Work task: Would you output the whole of the data exactly?

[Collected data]
- Opening Delimiter -

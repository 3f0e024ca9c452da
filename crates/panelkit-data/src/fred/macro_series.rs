//! Macro panel built from FRED series.

use super::client::{FredClient, Observation};
use crate::dates::{DateRange, date_column};
use crate::error::Result;
use chrono::NaiveDate;
use polars::prelude::*;
use std::collections::BTreeMap;
use tracing::info;

/// How a raw FRED series enters the macro panel.
#[derive(Debug, Clone, Copy, PartialEq, Eq)]
pub enum Transform {
    /// One-period log difference
    LogGrowth,
    /// Raw level
    Level,
}

/// A FRED series and the panel column it feeds.
#[derive(Debug, Clone, Copy, PartialEq, Eq)]
pub struct MacroSeries {
    /// FRED series id
    pub series_id: &'static str,
    /// Output column name
    pub column: &'static str,
    /// Transformation applied before alignment
    pub transform: Transform,
}

/// Series pulled into the macro panel.
pub const MACRO_SERIES: &[MacroSeries] = &[
    MacroSeries {
        series_id: "PCEC96",
        column: "consumption_growth",
        transform: Transform::LogGrowth,
    },
    MacroSeries {
        series_id: "GDPC1",
        column: "gdp_growth",
        transform: Transform::LogGrowth,
    },
    MacroSeries {
        series_id: "INDPRO",
        column: "indpro_growth",
        transform: Transform::LogGrowth,
    },
    MacroSeries {
        series_id: "UNRATE",
        column: "unemployment_rate",
        transform: Transform::Level,
    },
];

/// `ln(x_t) - ln(x_{t-periods})` over the series' own observation order.
///
/// Missing or non-positive values have no real logarithm and yield a missing
/// growth for every difference they take part in.
pub fn log_growth(observations: &[Observation], periods: usize) -> Vec<Observation> {
    let logs: Vec<Option<f64>> = observations
        .iter()
        .map(|o| o.value.filter(|v| *v > 0.0).map(f64::ln))
        .collect();

    observations
        .iter()
        .enumerate()
        .map(|(i, o)| {
            let value = i
                .checked_sub(periods)
                .and_then(|j| Some(logs[i]? - logs[j]?));
            Observation {
                date: o.date,
                value,
            }
        })
        .collect()
}

/// Align transformed series on the union of their dates.
///
/// Output columns: `date` followed by one `Float64` column per series, in the
/// order given. Dates are sorted ascending.
pub fn assemble_macro_panel(series: &[(&str, Vec<Observation>)]) -> Result<DataFrame> {
    let mut rows: BTreeMap<NaiveDate, Vec<Option<f64>>> = BTreeMap::new();

    for (idx, (_, observations)) in series.iter().enumerate() {
        for obs in observations {
            let row = rows
                .entry(obs.date)
                .or_insert_with(|| vec![None; series.len()]);
            row[idx] = obs.value;
        }
    }

    let dates: Vec<Option<NaiveDate>> = rows.keys().copied().map(Some).collect();
    let mut columns = vec![date_column("date", &dates)?];
    for (idx, (name, _)) in series.iter().enumerate() {
        let values: Vec<Option<f64>> = rows.values().map(|row| row[idx]).collect();
        columns.push(Column::new((*name).into(), values));
    }

    Ok(DataFrame::new(columns)?)
}

/// Pull and assemble the macro panel. Requests are issued one at a time.
pub async fn pull_macro(client: &FredClient, range: &DateRange) -> Result<DataFrame> {
    let mut transformed = Vec::with_capacity(MACRO_SERIES.len());

    for spec in MACRO_SERIES {
        let observations = client.get_series(spec.series_id, range).await?;
        info!(series = spec.series_id, rows = observations.len(), "pulled FRED series");
        let values = match spec.transform {
            Transform::LogGrowth => log_growth(&observations, 1),
            Transform::Level => observations,
        };
        transformed.push((spec.column, values));
    }

    assemble_macro_panel(&transformed)
}

#[cfg(test)]
mod tests {
    use super::*;
    use approx::assert_relative_eq;

    fn obs(y: i32, m: u32, value: Option<f64>) -> Observation {
        Observation {
            date: NaiveDate::from_ymd_opt(y, m, 1).unwrap(),
            value,
        }
    }

    #[test]
    fn test_log_growth() {
        let series = vec![
            obs(2020, 1, Some(100.0)),
            obs(2020, 2, Some(110.0)),
            obs(2020, 3, None),
            obs(2020, 4, Some(121.0)),
        ];
        let growth = log_growth(&series, 1);

        assert_eq!(growth[0].value, None);
        assert_relative_eq!(growth[1].value.unwrap(), (1.1f64).ln(), epsilon = 1e-12);
        assert_eq!(growth[2].value, None);
        // The gap is not bridged
        assert_eq!(growth[3].value, None);
    }

    #[test]
    fn test_log_growth_non_positive() {
        let series = vec![obs(2020, 1, Some(0.0)), obs(2020, 2, Some(5.0))];
        assert_eq!(log_growth(&series, 1)[1].value, None);
    }

    #[test]
    fn test_assemble_aligns_mixed_frequencies() {
        let quarterly = vec![obs(2020, 1, Some(0.01)), obs(2020, 4, Some(0.02))];
        let monthly = vec![
            obs(2020, 1, Some(3.5)),
            obs(2020, 2, Some(3.6)),
            obs(2020, 3, Some(4.4)),
            obs(2020, 4, Some(14.8)),
        ];
        let df =
            assemble_macro_panel(&[("gdp_growth", quarterly), ("unemployment_rate", monthly)])
                .unwrap();

        assert_eq!(df.height(), 4);
        let names: Vec<&str> = df.get_column_names().iter().map(|n| n.as_str()).collect();
        assert_eq!(names, vec!["date", "gdp_growth", "unemployment_rate"]);
        let gdp = df.column("gdp_growth").unwrap().f64().unwrap();
        assert_eq!(gdp.get(0), Some(0.01));
        assert_eq!(gdp.get(1), None);
        assert_eq!(gdp.get(3), Some(0.02));
    }
}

- Closing Delimiter -

Written answer:
repository 3f0e024ca9c452da
filename crates/panelkit-data/src/fred/macro_series.rs
//! Macro panel built from FRED series.

use super::client::{FredClient, Observation};
use crate::dates::{DateRange, date_column};
use crate::error::Result;
use chrono::NaiveDate;
use polars::prelude::*;
use std::collections::BTreeMap;
use tracing::info;

/// How a raw FRED series enters the macro panel.
#[derive(Debug, Clone, Copy, PartialEq, Eq)]
pub enum Transform {
    /// One-period log difference
    LogGrowth,
    /// Raw level
    Level,
}

/// A FRED series and the panel column it feeds.
#[derive(Debug, Clone, Copy, PartialEq, Eq)]
pub struct MacroSeries {
    /// FRED series id
    pub series_id: &'static str,
    /// Output column name
    pub column: &'static str,
    /// Transformation applied before alignment
    pub transform: Transform,
}

/// Series pulled into the macro panel.
pub const MACRO_SERIES: &[MacroSeries] = &[
    MacroSeries {
        series_id: "PCEC96",
        column: "consumption_growth",
        transform: Transform::LogGrowth,
    },
    MacroSeries {
        series_id: "GDPC1",
        column: "gdp_growth",
        transform: Transform::LogGrowth,
    },
    MacroSeries {
        series_id: "INDPRO",
        column: "indpro_growth",
        transform: Transform::LogGrowth,
    },
    MacroSeries {
        series_id: "UNRATE",
        column: "unemployment_rate",
        transform: Transform::Level,
    },
];

/// `ln(x_t) - ln(x_{t-periods})` over the series' own observation order.
///
/// Missing or non-positive values have no real logarithm and yield a missing
/// growth for every difference they take part in.
pub fn log_growth(observations: &[Observation], periods: usize) -> Vec<Observation> {
    let logs: Vec<Option<f64>> = observations
        .iter()
        .map(|o| o.value.filter(|v| *v > 0.0).map(f64::ln))
        .collect();

    observations
        .iter()
        .enumerate()
        .map(|(i, o)| {
            let value = i
                .checked_sub(periods)
                .and_then(|j| Some(logs[i]? - logs[j]?));
            Observation {
                date: o.date,
                value,
            }
        })
        .collect()
}

/// Align transformed series on the union of their dates.
///
/// Output columns: `date` followed by one `Float64` column per series, in the
/// order given. Dates are sorted ascending.
pub fn assemble_macro_panel(series: &[(&str, Vec<Observation>)]) -> Result<DataFrame> {
    let mut rows: BTreeMap<NaiveDate, Vec<Option<f64>>> = BTreeMap::new();

    for (idx, (_, observations)) in series.iter().enumerate() {
        for obs in observations {
            let row = rows
                .entry(obs.date)
                .or_insert_with(|| vec![None; series.len()]);
            row[idx] = obs.value;
        }
    }

    let dates: Vec<Option<NaiveDate>> = rows.keys().copied().map(Some).collect();
    let mut columns = vec![date_column("date", &dates)?];
    for (idx, (name, _)) in series.iter().enumerate() {
        let values: Vec<Option<f64>> = rows.values().map(|row| row[idx]).collect();
        columns.push(Column::new((*name).into(), values));
    }

    Ok(DataFrame::new(columns)?)
}

/// Pull and assemble the macro panel. Requests are issued one at a time.
pub async fn pull_macro(client: &FredClient, range: &DateRange) -> Result<DataFrame> {
    let mut transformed = Vec::with_capacity(MACRO_SERIES.len());

    for spec in MACRO_SERIES {
        let observations = client.get_series(spec.series_id, range).await?;
        info!(series = spec.series_id, rows = observations.len(), "pulled FRED series");
        let values = match spec.transform {
            Transform::LogGrowth => log_growth(&observations, 1),
            Transform::Level => observations,
        };
        transformed.push((spec.column, values));
    }

    assemble_macro_panel(&transformed)
}

#[cfg(test)]
mod tests {
    use super::*;
    use approx::assert_relative_eq;

    fn obs(y: i32, m: u32, value: Option<f64>) -> Observation {
        Observation {
            date: NaiveDate::from_ymd_opt(y, m, 1).unwrap(),
            value,
        }
    }

    #[test]
    fn test_log_growth() {
        let series = vec![
            obs(2020, 1, Some(100.0)),
            obs(2020, 2, Some(110.0)),
            obs(2020, 3, None),
            obs(2020, 4, Some(121.0)),
        ];
        let growth = log_growth(&series, 1);

        assert_eq!(growth[0].value, None);
        assert_relative_eq!(growth[1].value.unwrap(), (1.1f64).ln(), epsilon = 1e-12);
        assert_eq!(growth[2].value, None);
        // The gap is not bridged
        assert_eq!(growth[3].value, None);
    }

    #[test]
    fn test_log_growth_non_positive() {
        let series = vec![obs(2020, 1, Some(0.0)), obs(2020, 2, Some(5.0))];
        assert_eq!(log_growth(&series, 1)[1].value, None);
    }

    #[test]
    fn test_assemble_aligns_mixed_frequencies() {
        let quarterly = vec![obs(2020, 1, Some(0.01)), obs(2020, 4, Some(0.02))];
        let monthly = vec![
            obs(2020, 1, Some(3.5)),
            obs(2020, 2, Some(3.6)),
            obs(2020, 3, Some(4.4)),
            obs(2020, 4, Some(14.8)),
        ];
        let df =
            assemble_macro_panel(&[("gdp_growth", quarterly), ("unemployment_rate", monthly)])
                .unwrap();

        assert_eq!(df.height(), 4);
        let names: Vec<&str> = df.get_column_names().iter().map(|n| n.as_str()).collect();
        assert_eq!(names, vec!["date", "gdp_growth", "unemployment_rate"]);
        let gdp = df.column("gdp_growth").unwrap().f64().unwrap();
        assert_eq!(gdp.get(0), Some(0.01));
        assert_eq!(gdp.get(1), None);
        assert_eq!(gdp.get(3), Some(0.02));
    }
}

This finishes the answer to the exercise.